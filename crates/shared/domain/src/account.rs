//! Account and session data exchanged with the registration and session services.

use serde::{Deserialize, Serialize};
use std::fmt;

/// Opaque proof that a user is currently authenticated.
#[derive(Clone, PartialEq, Eq, Hash, Serialize, Deserialize)]
#[serde(transparent)]
pub struct SessionToken(String);

impl SessionToken {
    pub fn new(value: impl Into<String>) -> Self {
        Self(value.into())
    }

    #[must_use]
    pub fn as_str(&self) -> &str {
        &self.0
    }
}

impl fmt::Debug for SessionToken {
    fn fmt(&self, f: &mut fmt::Formatter<'_>) -> fmt::Result {
        f.write_str("SessionToken(..)")
    }
}

/// Snapshot of the registration form sent to the registration service.
///
/// The password confirmation is validation-only and never part of the request.
#[derive(Clone, PartialEq, Eq, Serialize, Deserialize)]
pub struct RegistrationRequest {
    pub name: String,
    pub username: String,
    pub password: String,
}

impl fmt::Debug for RegistrationRequest {
    fn fmt(&self, f: &mut fmt::Formatter<'_>) -> fmt::Result {
        f.debug_struct("RegistrationRequest")
            .field("name", &self.name)
            .field("username", &self.username)
            .field("password", &"<redacted>")
            .finish()
    }
}

/// Answer of the registration service.
///
/// `authenticated == false` means the username is already taken.
#[derive(Debug, Clone, Copy, PartialEq, Eq, Serialize, Deserialize)]
pub struct RegistrationResult {
    #[serde(rename = "auth")]
    pub authenticated: bool,
}

impl RegistrationResult {
    #[must_use]
    pub const fn created() -> Self {
        Self { authenticated: true }
    }

    #[must_use]
    pub const fn username_taken() -> Self {
        Self { authenticated: false }
    }
}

**YOUR TASK:** Print, unaltered, every line from the beginning of the material down to the line with "of the request.".

**OUTPUT OF THE EXERCISE:**
filename crates/shared/domain/src/account.rs
//! Account and session data exchanged with the registration and session services.

use serde::{Deserialize, Serialize};
use std::fmt;

/// Opaque proof that a user is currently authenticated.
#[derive(Clone, PartialEq, Eq, Hash, Serialize, Deserialize)]
#[serde(transparent)]
pub struct SessionToken(String);

impl SessionToken {
    pub fn new(value: impl Into<String>) -> Self {
        Self(value.into())
    }

    #[must_use]
    pub fn as_str(&self) -> &str {
        &self.0
    }
}

impl fmt::Debug for SessionToken {
    fn fmt(&self, f: &mut fmt::Formatter<'_>) -> fmt::Result {
        f.write_str("SessionToken(..)")
    }
}

/// Snapshot of the registration form sent to the registration service.
///
/// The password confirmation is validation-only and never part of the request.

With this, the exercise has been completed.